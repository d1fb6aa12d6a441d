//! Vehicle compliance deadlines.
//!
//! A vehicle carries three independent expiry dates. Each one is classified
//! against the warning window: lapsed dates raise `vehicle_expired`, dates
//! within the window raise `vehicle_expiry_warning`.

use chrono::{Days, NaiveDate};
use serde::{Deserialize, Serialize};

use crate::catalog::EventKind;

/// Default number of days before a deadline at which warnings start.
pub const DEFAULT_WARNING_WINDOW_DAYS: i64 = 7;

/// Which of the vehicle's deadlines an alert refers to.
#[derive(Debug, Clone, Copy, PartialEq, Eq, Hash, Serialize, Deserialize)]
#[serde(rename_all = "lowercase")]
pub enum ExpiryType {
    Insurance,
    Tax,
    Inspection,
}

impl ExpiryType {
    pub const ALL: [ExpiryType; 3] = [ExpiryType::Insurance, ExpiryType::Tax, ExpiryType::Inspection];

    pub fn as_str(self) -> &'static str {
        match self {
            ExpiryType::Insurance => "insurance",
            ExpiryType::Tax => "tax",
            ExpiryType::Inspection => "inspection",
        }
    }
}

/// Outcome of classifying one deadline.
#[derive(Debug, Clone, Copy, PartialEq, Eq)]
pub enum ExpiryStatus {
    /// The deadline is today or in the past.
    Expired { days: i64 },
    /// The deadline falls within the warning window.
    Warning { days: i64 },
}

impl ExpiryStatus {
    pub fn event_kind(self) -> EventKind {
        match self {
            ExpiryStatus::Expired { .. } => EventKind::VehicleExpired,
            ExpiryStatus::Warning { .. } => EventKind::VehicleExpiryWarning,
        }
    }

    pub fn days(self) -> i64 {
        match self {
            ExpiryStatus::Expired { days } | ExpiryStatus::Warning { days } => days,
        }
    }
}

/// Whole days from `today` until `expiry` (negative once lapsed).
pub fn days_until(expiry: NaiveDate, today: NaiveDate) -> i64 {
    (expiry - today).num_days()
}

/// Classify a deadline `days` away. `None` means nothing to report.
pub fn classify(days: i64, warning_window_days: i64) -> Option<ExpiryStatus> {
    if days <= 0 {
        Some(ExpiryStatus::Expired { days })
    } else if days <= warning_window_days {
        Some(ExpiryStatus::Warning { days })
    } else {
        None
    }
}

/// Last date that still falls inside the warning window.
pub fn warning_cutoff(today: NaiveDate, warning_window_days: i64) -> NaiveDate {
    today
        .checked_add_days(Days::new(warning_window_days.max(0) as u64))
        .unwrap_or(NaiveDate::MAX)
}

#[cfg(test)]
mod tests {
    use super::*;

    fn date(y: i32, m: u32, d: u32) -> NaiveDate {
        NaiveDate::from_ymd_opt(y, m, d).unwrap()
    }

    #[test]
    fn days_until_counts_calendar_days() {
        assert_eq!(days_until(date(2026, 3, 4), date(2026, 3, 1)), 3);
        assert_eq!(days_until(date(2026, 2, 27), date(2026, 3, 1)), -2);
    }

    #[test]
    fn today_counts_as_expired() {
        assert_eq!(classify(0, 7), Some(ExpiryStatus::Expired { days: 0 }));
        assert_eq!(classify(-30, 7), Some(ExpiryStatus::Expired { days: -30 }));
    }

    #[test]
    fn window_boundaries() {
        assert_eq!(classify(1, 7), Some(ExpiryStatus::Warning { days: 1 }));
        assert_eq!(classify(7, 7), Some(ExpiryStatus::Warning { days: 7 }));
        assert_eq!(classify(8, 7), None);
    }

    #[test]
    fn status_maps_to_event_kind() {
        assert_eq!(
            ExpiryStatus::Warning { days: 3 }.event_kind(),
            EventKind::VehicleExpiryWarning
        );
        assert_eq!(
            ExpiryStatus::Expired { days: 0 }.event_kind(),
            EventKind::VehicleExpired
        );
    }

    #[test]
    fn cutoff_is_inclusive_window_end() {
        assert_eq!(warning_cutoff(date(2026, 12, 28), 7), date(2027, 1, 4));
    }
}
//! The single write path for alerts.
//!
//! [`Notifier::notify`] renders the event through the catalog, derives the
//! dedup key, inserts through the store's dedup gate, publishes the new
//! alert to the recipient's live streams and, for email kinds, hands it to
//! the email side-channel. Insert and publish for one recipient run under a
//! per-recipient lock, so subscribers see alerts in insertion order.

use std::collections::HashMap;
use std::sync::{Arc, Mutex};

use chrono::Utc;
use fleetwatch_core::catalog::{self, EventKind};
use fleetwatch_core::channels::Channel;
use fleetwatch_core::dedup::{self, DEFAULT_DEDUP_WINDOW_SECS};
use fleetwatch_core::types::{DbId, EventData};
use fleetwatch_db::models::alert::{Alert, NewAlert};

use crate::delivery::email::EmailSideChannel;
use crate::error::{NotifyError, StoreError};
use crate::hub::{AlertHub, FeedEvent};
use crate::store::AlertStore;

// ---------------------------------------------------------------------------
// Config
// ---------------------------------------------------------------------------

#[derive(Debug, Clone)]
pub struct NotifierConfig {
    /// Width of a dedup time bucket in seconds.
    pub dedup_window_secs: i64,
    /// Reject unknown kind names instead of ignoring them.
    pub strict_catalog: bool,
}

impl NotifierConfig {
    /// | Variable            | Default                          |
    /// |---------------------|----------------------------------|
    /// | `DEDUP_WINDOW_HOURS`| `24`                             |
    /// | `CATALOG_STRICT`    | `true` in debug builds, else `false` |
    pub fn from_env() -> Self {
        let dedup_window_secs = std::env::var("DEDUP_WINDOW_HOURS")
            .ok()
            .and_then(|v| v.parse::<i64>().ok())
            .filter(|h| *h > 0)
            .map(|h| h * 3600)
            .unwrap_or(DEFAULT_DEDUP_WINDOW_SECS);
        let strict_catalog = std::env::var("CATALOG_STRICT")
            .ok()
            .map(|v| matches!(v.as_str(), "1" | "true" | "yes"))
            .unwrap_or(cfg!(debug_assertions));
        Self {
            dedup_window_secs,
            strict_catalog,
        }
    }
}

impl Default for NotifierConfig {
    fn default() -> Self {
        Self {
            dedup_window_secs: DEFAULT_DEDUP_WINDOW_SECS,
            strict_catalog: true,
        }
    }
}

// ---------------------------------------------------------------------------
// Outcome
// ---------------------------------------------------------------------------

#[derive(Debug, Clone, PartialEq)]
pub enum NotifyOutcome {
    Created(Alert),
    /// An equivalent alert already exists for the recipient. Not an error.
    Deduplicated,
    /// Unknown kind accepted in lenient mode; nothing was written.
    Ignored,
}

impl NotifyOutcome {
    pub fn alert(&self) -> Option<&Alert> {
        match self {
            NotifyOutcome::Created(alert) => Some(alert),
            _ => None,
        }
    }

    pub fn as_str(&self) -> &'static str {
        match self {
            NotifyOutcome::Created(_) => "created",
            NotifyOutcome::Deduplicated => "deduplicated",
            NotifyOutcome::Ignored => "ignored",
        }
    }
}

// ---------------------------------------------------------------------------
// Ordering locks
// ---------------------------------------------------------------------------

/// Per-recipient async locks; idle entries are removed.
#[derive(Default)]
struct RecipientLocks {
    locks: Mutex<HashMap<DbId, Arc<tokio::sync::Mutex<()>>>>,
}

/// A claim on one recipient's lock. Dropping it, even mid-wait when the
/// caller's future is cancelled, gives the entry back.
struct OrderingHandle<'a> {
    locks: &'a RecipientLocks,
    recipient_id: DbId,
    lock: Arc<tokio::sync::Mutex<()>>,
}

impl Drop for OrderingHandle<'_> {
    fn drop(&mut self) {
        let mut locks = self.locks.locks.lock().unwrap_or_else(|p| p.into_inner());
        // The map and this handle are the only owners: nobody else is waiting.
        if Arc::strong_count(&self.lock) == 2 {
            locks.remove(&self.recipient_id);
        }
    }
}

impl RecipientLocks {
    fn acquire(&self, recipient_id: DbId) -> OrderingHandle<'_> {
        let mut locks = self.locks.lock().unwrap_or_else(|p| p.into_inner());
        OrderingHandle {
            locks: self,
            recipient_id,
            lock: Arc::clone(locks.entry(recipient_id).or_default()),
        }
    }

    #[cfg(test)]
    fn len(&self) -> usize {
        self.locks.lock().unwrap_or_else(|p| p.into_inner()).len()
    }
}

// ---------------------------------------------------------------------------
// Notifier
// ---------------------------------------------------------------------------

pub struct Notifier {
    store: Arc<dyn AlertStore>,
    hub: Arc<AlertHub>,
    email: Option<Arc<EmailSideChannel>>,
    config: NotifierConfig,
    ordering: RecipientLocks,
}

impl Notifier {
    pub fn new(store: Arc<dyn AlertStore>, hub: Arc<AlertHub>, config: NotifierConfig) -> Self {
        Self {
            store,
            hub,
            email: None,
            config,
            ordering: RecipientLocks::default(),
        }
    }

    /// Attach the email side-channel. Without one, email kinds only reach
    /// the live channels.
    pub fn with_email(mut self, email: Arc<EmailSideChannel>) -> Self {
        self.email = Some(email);
        self
    }

    pub fn config(&self) -> &NotifierConfig {
        &self.config
    }

    /// Raise an alert for `recipient_id`.
    pub async fn notify(
        &self,
        kind: EventKind,
        recipient_id: DbId,
        data: EventData,
    ) -> Result<NotifyOutcome, NotifyError> {
        if recipient_id <= 0 {
            return Err(NotifyError::Validation(format!(
                "recipient_id must be positive, got {recipient_id}"
            )));
        }

        let rendered = catalog::render(kind, &data);
        let channels = rendered.channels;
        let dedup_key = dedup::dedup_key(kind, &data, Utc::now(), self.config.dedup_window_secs)?;
        let new_alert = NewAlert {
            recipient_id,
            kind: kind.as_str().to_string(),
            category: rendered.category.as_str().to_string(),
            priority: rendered.priority.as_str().to_string(),
            title: rendered.title,
            message: rendered.message,
            action_url: kind.action_url(&data),
            metadata: serde_json::Value::Object(data),
            dedup_key,
        };

        let handle = self.ordering.acquire(recipient_id);
        let inserted = {
            let _guard = handle.lock.lock().await;
            let inserted = self.store.insert_deduped(new_alert).await;
            if let Ok(Some(alert)) = &inserted {
                self.hub.publish(recipient_id, FeedEvent::Created(alert.clone()));
            }
            inserted
        };
        drop(handle);

        let inserted = inserted.map_err(|e| match e {
            StoreError::UnknownRecipient(id) => {
                NotifyError::Validation(format!("Recipient {id} does not exist"))
            }
            other => other.into(),
        })?;
        match inserted {
            Some(alert) => {
                tracing::info!(
                    alert_id = alert.id,
                    recipient_id,
                    kind = %kind,
                    "Alert created",
                );
                if channels.contains(Channel::Email) {
                    if let Some(email) = &self.email {
                        email.enqueue(alert.clone());
                    }
                }
                Ok(NotifyOutcome::Created(alert))
            }
            None => {
                tracing::debug!(recipient_id, kind = %kind, "Alert deduplicated");
                Ok(NotifyOutcome::Deduplicated)
            }
        }
    }

    /// String entry point for callers outside the type system (the HTTP
    /// dispatch endpoint).
    ///
    /// Unknown names are a validation error in strict mode; otherwise they
    /// are logged and ignored.
    pub async fn notify_named(
        &self,
        kind: &str,
        recipient_id: DbId,
        data: serde_json::Value,
    ) -> Result<NotifyOutcome, NotifyError> {
        let serde_json::Value::Object(data) = data else {
            return Err(NotifyError::Validation("data must be a JSON object".into()));
        };
        match kind.parse::<EventKind>() {
            Ok(kind) => self.notify(kind, recipient_id, data).await,
            Err(e) if self.config.strict_catalog => Err(e.into()),
            Err(_) => {
                tracing::warn!(kind, recipient_id, "Ignoring unknown event kind");
                Ok(NotifyOutcome::Ignored)
            }
        }
    }
}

------------------------------------------------------------

[How to complete this task] Filter the records, keeping only lines that contain "Insurance", and show those lines.

[Written solution]
    Insurance,
    pub const ALL: [ExpiryType; 3] = [ExpiryType::Insurance, ExpiryType::Tax, ExpiryType::Inspection];
            ExpiryType::Insurance => "insurance",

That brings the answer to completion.